▶ **Required work**: Count up the lines below that hold "returned", then give that count by itself.

▶ **Extracted entries**:
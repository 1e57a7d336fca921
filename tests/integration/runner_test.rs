//! Batch runner tests against a real SQLite file.

use pretty_assertions::assert_eq;
use query_batch::error::{BatchError, QueryFailureKind};
use query_batch::query::{OnError, QueryDescriptor};

use super::common::{create_fixture, query_table, run_batch};

fn batch_with_malformed_middle() -> Vec<QueryDescriptor> {
    vec![
        QueryDescriptor::new("count_orders", "SELECT count(*) AS n FROM orders"),
        QueryDescriptor::new("malformed", "SELEC * FROM orders"),
        QueryDescriptor::new("count_products", "SELECT count(*) AS n FROM products"),
    ]
}

#[tokio::test]
async fn test_abort_stops_at_first_failure() {
    let fixture = create_fixture().await;

    let (outcomes, result) =
        run_batch(&fixture, &batch_with_malformed_middle(), OnError::Abort).await;

    assert_eq!(outcomes.len(), 1);
    assert_eq!(outcomes[0].label, "count_orders");

    let Err(BatchError::Query(e)) = result else {
        panic!("Expected query error, got {:?}", result);
    };
    assert_eq!(e.index, 1);
    assert_eq!(e.label, "malformed");
    assert_eq!(e.kind, QueryFailureKind::Execution);
    assert!(e.to_string().contains("'malformed'"), "{}", e);
}

#[tokio::test]
async fn test_continue_runs_every_query() {
    let fixture = create_fixture().await;

    let (outcomes, result) =
        run_batch(&fixture, &batch_with_malformed_middle(), OnError::Continue).await;
    let summary = result.unwrap();

    let labels: Vec<_> = outcomes.iter().map(|o| o.label.as_str()).collect();
    assert_eq!(labels, vec!["count_orders", "malformed", "count_products"]);
    assert!(outcomes[1].error().is_some());
    assert_eq!(
        outcomes[2].table().unwrap().get(0, "n").and_then(|v| v.as_i64()),
        Some(5)
    );

    assert_eq!(summary.succeeded, vec!["count_orders", "count_products"]);
    assert_eq!(summary.failed.len(), 1);
    assert_eq!(summary.failed[0].label, "malformed");
    assert!(!summary.is_success());
}

#[tokio::test]
async fn test_write_statement_is_rejected_and_data_unchanged() {
    let fixture = create_fixture().await;
    let queries = vec![
        QueryDescriptor::new("purge", "DELETE FROM orders"),
        QueryDescriptor::new("count", "SELECT count(*) AS n FROM orders"),
    ];

    let (outcomes, result) = run_batch(&fixture, &queries, OnError::Continue).await;
    result.unwrap();

    let rejected = outcomes[0].error().unwrap();
    assert_eq!(rejected.kind, QueryFailureKind::ReadOnly);

    let table = outcomes[1].table().unwrap();
    assert_eq!(table.get(0, "n").and_then(|v| v.as_i64()), Some(7));
}

#[tokio::test]
async fn test_write_inside_cte_is_not_executed() {
    let fixture = create_fixture().await;
    let queries = vec![QueryDescriptor::new(
        "sneaky",
        "WITH x AS (SELECT 1) INSERT INTO stock_levels SELECT '1' FROM x",
    )];

    let (_, result) = run_batch(&fixture, &queries, OnError::Abort).await;

    assert!(matches!(result, Err(BatchError::Query(_))));
    let table = query_table(&fixture, "SELECT count(*) AS n FROM stock_levels").await;
    assert_eq!(table.get(0, "n").and_then(|v| v.as_i64()), Some(3));
}

#[tokio::test]
async fn test_multi_statement_query_fails_instead_of_merging_tables() {
    let fixture = create_fixture().await;
    let queries = vec![
        QueryDescriptor::new("multi", "SELECT 1 AS a, 2 AS b; SELECT 3 AS c"),
        QueryDescriptor::new("single", "SELECT 3 AS c"),
    ];

    let (outcomes, result) = run_batch(&fixture, &queries, OnError::Continue).await;
    let summary = result.unwrap();

    let failure = outcomes[0].error().unwrap();
    assert_eq!(failure.index, 0);
    assert_eq!(failure.label, "multi");
    assert_eq!(failure.kind, QueryFailureKind::MultipleStatements);
    assert!(outcomes[0].table().is_none());

    let table = outcomes[1].table().unwrap();
    assert_eq!(table.column_names(), vec!["c"]);
    assert_eq!(summary.succeeded, vec!["single"]);
}

#[tokio::test]
async fn test_head_truncates_preview() {
    let fixture = create_fixture().await;
    let queries =
        vec![QueryDescriptor::new("orders", "SELECT orderNumber FROM orders").with_head(2)];

    let (outcomes, result) = run_batch(&fixture, &queries, OnError::Abort).await;
    result.unwrap();

    let table = outcomes[0].table().unwrap();
    assert_eq!(table.row_count(), 2);
    assert_eq!(table.truncated_from, Some(7));
}
//! Error types for query-batch.
//!
//! Defines the main error enum used throughout the crate, plus the per-query
//! failure record that the runner either propagates or records.

use serde::Serialize;
use std::fmt;
use thiserror::Error;

/// Main error type for query-batch operations.
#[derive(Error, Debug)]
pub enum BatchError {
    /// Database could not be opened (missing file, permissions, not a database).
    #[error("Connection error: {0}")]
    Connection(String),

    /// A single query in the batch failed.
    #[error("{0}")]
    Query(QueryExecutionError),

    /// Configuration errors (invalid config file, malformed batch file, etc.)
    #[error("Configuration error: {0}")]
    Config(String),

    /// Rendering or writing a result failed.
    #[error("Output error: {0}")]
    Output(String),

    /// Internal errors (unexpected states, bugs, etc.)
    #[error("Internal error: {0}")]
    Internal(String),
}

impl BatchError {
    /// Creates a connection error with the given message.
    pub fn connection(msg: impl Into<String>) -> Self {
        Self::Connection(msg.into())
    }

    /// Creates a configuration error with the given message.
    pub fn config(msg: impl Into<String>) -> Self {
        Self::Config(msg.into())
    }

    /// Creates an output error with the given message.
    pub fn output(msg: impl Into<String>) -> Self {
        Self::Output(msg.into())
    }

    /// Creates an internal error with the given message.
    pub fn internal(msg: impl Into<String>) -> Self {
        Self::Internal(msg.into())
    }

    /// Creates a query execution failure that is not yet attributed to a label.
    ///
    /// Database clients only see SQL text; the runner fills in the label and
    /// position with [`QueryExecutionError::attributed`].
    pub fn execution(kind: QueryFailureKind, msg: impl Into<String>) -> Self {
        Self::Query(QueryExecutionError {
            index: 0,
            label: String::new(),
            kind,
            message: msg.into(),
        })
    }

    /// Returns the error category as a string for display purposes.
    pub fn category(&self) -> &'static str {
        match self {
            Self::Connection(_) => "Connection Error",
            Self::Query(_) => "Query Error",
            Self::Config(_) => "Configuration Error",
            Self::Output(_) => "Output Error",
            Self::Internal(_) => "Internal Error",
        }
    }
}

impl From<std::io::Error> for BatchError {
    fn from(e: std::io::Error) -> Self {
        Self::Output(e.to_string())
    }
}

/// Why a single query failed.
#[derive(Debug, Clone, Copy, PartialEq, Eq, Serialize)]
#[serde(rename_all = "snake_case")]
pub enum QueryFailureKind {
    /// The engine rejected the statement (syntax error, missing table or column).
    Execution,
    /// The storage layer failed mid-query. Handled like `Execution` by the runner.
    Io,
    /// The statement would write to the database and was never sent.
    ReadOnly,
    /// The text holds more than one statement and was never sent.
    MultipleStatements,
}

impl fmt::Display for QueryFailureKind {
    fn fmt(&self, f: &mut fmt::Formatter<'_>) -> fmt::Result {
        match self {
            Self::Execution => write!(f, "execution failed"),
            Self::Io => write!(f, "I/O failure"),
            Self::ReadOnly => write!(f, "rejected (not read-only)"),
            Self::MultipleStatements => write!(f, "rejected (multiple statements)"),
        }
    }
}

/// A failed query, attributed to its label and position in the batch.
#[derive(Debug, Clone, PartialEq, Eq, Serialize)]
pub struct QueryExecutionError {
    /// Zero-based position of the query in the batch.
    pub index: usize,
    /// Label of the failing query.
    pub label: String,
    pub kind: QueryFailureKind,
    /// Underlying engine message.
    pub message: String,
}

impl QueryExecutionError {
    /// Returns a copy of this error attributed to the given batch position.
    pub fn attributed(mut self, index: usize, label: impl Into<String>) -> Self {
        self.index = index;
        self.label = label.into();
        self
    }
}

impl fmt::Display for QueryExecutionError {
    fn fmt(&self, f: &mut fmt::Formatter<'_>) -> fmt::Result {
        if self.label.is_empty() {
            write!(f, "Query {}: {}", self.kind, self.message)
        } else {
            write!(
                f,
                "Query '{}' (#{}) {}: {}",
                self.label,
                self.index + 1,
                self.kind,
                self.message
            )
        }
    }
}

impl std::error::Error for QueryExecutionError {}

impl From<QueryExecutionError> for BatchError {
    fn from(e: QueryExecutionError) -> Self {
        Self::Query(e)
    }
}

/// Result type alias using BatchError.
pub type Result<T> = std::result::Result<T, BatchError>;
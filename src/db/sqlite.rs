//! SQLite database client implementation.
//!
//! Provides the `SqliteClient` struct that implements the `DatabaseClient` trait
//! for SQLite database files using sqlx.

use crate::db::{ColumnInfo, DatabaseClient, ResultTable, Row, Value};
use crate::error::{BatchError, QueryFailureKind, Result};
use async_trait::async_trait;
use futures::TryStreamExt;
use sqlx::sqlite::{SqliteConnectOptions, SqlitePool, SqlitePoolOptions, SqliteRow};
use sqlx::{Column as SqlxColumn, Executor, Row as SqlxRow, TypeInfo, ValueRef};
use std::path::{Path, PathBuf};
use std::time::{Duration, Instant};
use tracing::{debug, warn};

/// SQLite primary result code for disk I/O errors.
const SQLITE_IOERR: u32 = 10;

/// SQLite primary result code for a malformed database image.
const SQLITE_CORRUPT: u32 = 11;

/// Read-only SQLite client holding a single connection.
#[derive(Debug)]
pub struct SqliteClient {
    pool: SqlitePool,
    path: PathBuf,
}

impl SqliteClient {
    /// Opens an existing SQLite database file read-only.
    ///
    /// Fails with a connection error if the file is missing or is not a
    /// SQLite database.
    pub async fn open(path: &Path) -> Result<Self> {
        if !path.exists() {
            return Err(BatchError::connection(format!(
                "Database file '{}' does not exist.",
                path.display()
            )));
        }

        let options = SqliteConnectOptions::new()
            .filename(path)
            .read_only(true)
            .create_if_missing(false)
            .busy_timeout(Duration::from_secs(5));

        // One connection: statements run strictly one after another.
        let pool = SqlitePoolOptions::new()
            .max_connections(1)
            .acquire_timeout(Duration::from_secs(10))
            .connect_with(options)
            .await
            .map_err(|e| map_connection_error(e, path))?;

        // Opening succeeds lazily on non-database files; touch the schema now
        // so that surfaces before any query runs.
        if let Err(e) = sqlx::query("SELECT count(*) FROM sqlite_master")
            .fetch_one(&pool)
            .await
        {
            pool.close().await;
            return Err(map_connection_error(e, path));
        }

        debug!("Opened database {}", path.display());
        Ok(Self {
            pool,
            path: path.to_path_buf(),
        })
    }

    /// Fetches column metadata for a statement that returned no rows.
    async fn fetch_column_metadata(&self, sql: &str) -> Vec<ColumnInfo> {
        match (&self.pool).describe(sql).await {
            Ok(described) => described
                .columns()
                .iter()
                .map(|col| ColumnInfo::new(col.name(), declared_type(col.type_info().name())))
                .collect(),
            Err(e) => {
                warn!("Could not describe empty result set: {e}");
                Vec::new()
            }
        }
    }
}

#[async_trait]
impl DatabaseClient for SqliteClient {
    async fn execute_query(&self, sql: &str) -> Result<ResultTable> {
        let start = Instant::now();

        let mut columns: Option<Vec<ColumnInfo>> = None;
        let mut rows: Vec<Row> = Vec::new();

        let mut stream = sqlx::query(sql).fetch(&self.pool);
        while let Some(row) = stream.try_next().await.map_err(map_query_error)? {
            let width = columns
                .get_or_insert_with(|| {
                    row.columns()
                        .iter()
                        .map(|col| {
                            ColumnInfo::new(col.name(), declared_type(col.type_info().name()))
                        })
                        .collect()
                })
                .len();
            // Rows from a second result set would not line up with the header
            if row.columns().len() != width {
                return Err(BatchError::execution(
                    QueryFailureKind::Execution,
                    format!(
                        "statement produced rows of {} and {} columns; run each statement as its own query",
                        width,
                        row.columns().len()
                    ),
                ));
            }
            rows.push(convert_row(&row)?);
        }
        drop(stream);

        let execution_time = start.elapsed();

        let columns = match columns {
            Some(columns) => columns,
            None => self.fetch_column_metadata(sql).await,
        };

        debug!("Query returned {} rows in {:?}", rows.len(), execution_time);

        Ok(ResultTable::with_data(columns, rows).with_execution_time(execution_time))
    }

    async fn close(&self) -> Result<()> {
        self.pool.close().await;
        debug!("Closed database {}", self.path.display());
        Ok(())
    }
}

/// Normalizes the engine's "no declared type" marker to an empty string.
fn declared_type(name: &str) -> String {
    if name.eq_ignore_ascii_case("NULL") {
        String::new()
    } else {
        name.to_string()
    }
}

/// Converts a sqlx SqliteRow to our Row type.
fn convert_row(row: &SqliteRow) -> Result<Row> {
    (0..row.columns().len())
        .map(|i| convert_value(row, i))
        .collect()
}

/// Converts a single value using its runtime storage class.
///
/// SQLite columns are dynamically typed, so the declared column type says
/// nothing reliable about an individual value: a `quantityInStock` declared
/// INTEGER may still hold TEXT. The value's own type decides.
fn convert_value(row: &SqliteRow, index: usize) -> Result<Value> {
    let raw = row.try_get_raw(index).map_err(|e| decode_error(row, index, e))?;
    if raw.is_null() {
        return Ok(Value::Null);
    }
    let storage = raw.type_info().name().to_uppercase();

    let value = match storage.as_str() {
        "INTEGER" | "BOOLEAN" => row.try_get::<i64, _>(index).map(Value::Int),
        "REAL" => row.try_get::<f64, _>(index).map(Value::Float),
        "BLOB" => row.try_get::<Vec<u8>, _>(index).map(Value::Bytes),
        // TEXT, plus anything exotic the driver reports: read as text.
        _ => row.try_get_unchecked::<String, _>(index).map(Value::String),
    };

    value.map_err(|e| decode_error(row, index, e))
}

/// Reports a value the driver could not decode, naming its column.
fn decode_error(row: &SqliteRow, index: usize, error: sqlx::Error) -> BatchError {
    let column = row
        .columns()
        .get(index)
        .map(|col| col.name().to_string())
        .unwrap_or_else(|| format!("#{index}"));
    BatchError::execution(
        QueryFailureKind::Execution,
        format!("failed to decode column '{column}': {error}"),
    )
}

/// Maps sqlx errors raised while opening the database to user-facing messages.
fn map_connection_error(error: sqlx::Error, path: &Path) -> BatchError {
    let error_str = error.to_string().to_lowercase();

    if error_str.contains("not a database") {
        BatchError::connection(format!("'{}' is not a SQLite database.", path.display()))
    } else if error_str.contains("unable to open") {
        BatchError::connection(format!(
            "Cannot open '{}'. Check the path and file permissions.",
            path.display()
        ))
    } else {
        BatchError::connection(format!("{}: {error}", path.display()))
    }
}

/// Maps a failed statement to an unattributed query error.
fn map_query_error(error: sqlx::Error) -> BatchError {
    match &error {
        sqlx::Error::Database(db_error) => {
            let kind = match db_error
                .code()
                .and_then(|code| code.parse::<u32>().ok())
                .map(|code| code & 0xff)
            {
                Some(SQLITE_IOERR) | Some(SQLITE_CORRUPT) => QueryFailureKind::Io,
                _ => QueryFailureKind::Execution,
            };
            BatchError::execution(kind, db_error.message())
        }
        sqlx::Error::Io(e) => BatchError::execution(QueryFailureKind::Io, e.to_string()),
        _ => BatchError::execution(QueryFailureKind::Execution, error.to_string()),
    }
}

▶ **Task output**: 2